—¿Estoy soñando? —pregunté casi sin voz.

Keith no respondió. Me señaló la silla.

—Siéntate —me ordenó.

Miré la puerta y pensé en escaparme.

Pero, de repente, me sentí muy cansado y débil.

Las piernas me comenzaron a flaquear. Me temblaba todo el cuerpo.

—Estoy taaaan cansado —me quejé. Me volví hacia Keith—. Has ganado —murmuré—. Me has derrotado.

Sonrió y me indicó de nuevo que me sentara.

Me desplomé en la silla suspirando.

—No puedo luchar contra ti —le dije cansinamente—. No sé si estoy despierto o soñando. Y no tengo fuerzas para averiguarlo.

Esbozó una sonrisa más grande aún. Yo supuse que era una sonrisa victoriosa. Sus ojos centelleaban.

—Has ganado —repetí—. Haré lo que quieras.

Se levantó de un salto y cruzó la habitación para darme una palmada en el hombro, como si fuera su perrito.

—Eres un chico listo —dijo.

Permaneció de pie ante mí, con los brazos cruzados. No había dejado de sonreír.

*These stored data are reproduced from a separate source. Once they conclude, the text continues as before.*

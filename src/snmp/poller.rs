// Copyright 2026 loopd contributors
//
// Licensed under the Apache License, Version 2.0 (the "License");
// you may not use this file except in compliance with the License.
// You may obtain a copy of the License at
//
//     http://www.apache.org/licenses/LICENSE-2.0
//
// Unless required by applicable law or agreed to in writing, software
// distributed under the License is distributed on an "AS IS" BASIS,
// WITHOUT WARRANTIES OR CONDITIONS OF ANY KIND, either express or implied.
// See the License for the specific language governing permissions and
// limitations under the License.

//! Multiplex Poller (spec.md §4.D, Component D): drives one GET per
//! device concurrently from a single task, bounded by `max_in_flight`.
//!
//! Grounded on `examples/original_source/src/loopd/worker.cpp`'s
//! `mux_poller`/`workloop` pair, which multiplexes many sockets through a
//! single `select`/`epoll` readiness loop rather than a thread per host.
//! `FuturesUnordered` is the async equivalent: many in-flight futures
//! polled together on one task, refilled as each resolves, never spawning
//! a task per device.

use std::time::Duration;

use futures_util::stream::FuturesUnordered;
use futures_util::StreamExt;

use crate::error::Result;
use crate::snmp::client;
use crate::snmp::oids::Oid;
use crate::snmp::wire::Response;

/// One device's worth of composite GET to issue this tick.
#[derive(Debug, Clone)]
pub struct PollTask {
    pub host: String,
    pub community: String,
    pub oids: Vec<Oid>,
}

/// The per-device result of a tick's poll.
pub struct PollOutcome {
    pub host: String,
    pub result: Result<Response>,
}

/// Bounded-concurrency single-task fan-out driver.
pub struct MuxPoller {
    max_in_flight: usize,
    timeout: Duration,
}

impl MuxPoller {
    pub fn new(max_in_flight: usize, timeout: Duration) -> Self {
        MuxPoller {
            max_in_flight: max_in_flight.max(1),
            timeout,
        }
    }

    /// Polls every task, returning one outcome per input task. All requests
    /// are driven from this single call; at most `max_in_flight` are ever
    /// outstanding at once.
    pub async fn poll_all(&self, tasks: Vec<PollTask>) -> Vec<PollOutcome> {
        let mut pending = tasks.into_iter();
        let mut in_flight = FuturesUnordered::new();
        let mut outcomes = Vec::new();

        for task in pending.by_ref().take(self.max_in_flight) {
            in_flight.push(self.issue(task));
        }

        while let Some(outcome) = in_flight.next().await {
            outcomes.push(outcome);
            if let Some(task) = pending.next() {
                in_flight.push(self.issue(task));
            }
        }

        outcomes
    }

    async fn issue(&self, task: PollTask) -> PollOutcome {
        let result = client::get(&task.host, &task.community, &task.oids, self.timeout).await;
        PollOutcome { host: task.host, result }
    }
}

#[cfg(test)]
mod tests {
    use super::*;

    #[test]
    fn max_in_flight_floors_at_one() {
        let poller = MuxPoller::new(0, Duration::from_secs(1));
        assert_eq!(poller.max_in_flight, 1);
    }
}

—Sabía que lo entenderías —explicó—, porque eres un chico muy listo, Marco.

Bajé la cabeza. No soportaba ver aquella sonrisa tan morbosa.

—Sé que sabrás ocuparte de mí muy bien —prosiguió Keith—. Sé que harás todo lo que te pida mientras vivas.

De repente, se volvió y se dirigió hacia la puerta de mi habitación.

—¿Adónde vas? —pregunté a duras penas.

—Al sótano —respondió—. El lugar en el que vivo. ¿Sabes qué voy a hacer?

—No —repliqué.

—Adivina —dijo.

—Ni idea —dije—. ¡Déjame en paz!

—Voy a bajar al sótano para confeccionar una lista con todas las cosas que puedes hacer para mí a partir de ahora —explicó Keith—. Espérame aquí, Marco. Cuando acabe la lista, volveré y la repasaremos juntos.

—De acuerdo —murmuré mientras ponía los ojos en blanco.

¿Estaba hablando en serio? ¿Acaso creía que sería su esclavo… para siempre?

Se detuvo junto a la puerta y se volvió hacia mí.

—Antes de irme, quiero enseñarte una cosa —dijo.

Dio algunos pasos hacia mí. Luego abrió la boca y le salió una sustancia de color rosa brillante. Al principio, pensé que era un chicle. Pero, acto seguido, me di cuenta de lo que era.

Estaba vomitando sus húmedas y resplandecientes tripas. De la carne de color rosada colgaban unos órganos amarillos. Su corazón púrpura asomó entre los dientes y cayó al suelo haciendo un ruido desagradable. Seguía latiendo y estaba unido al cuerpo por un grueso entramado de venas azules que parecían una cuerda.

Lo miré horrorizado mientras vomitaba las tripas.

Y comencé a gritar.

Keith abrió la boca y también empezó a gritar.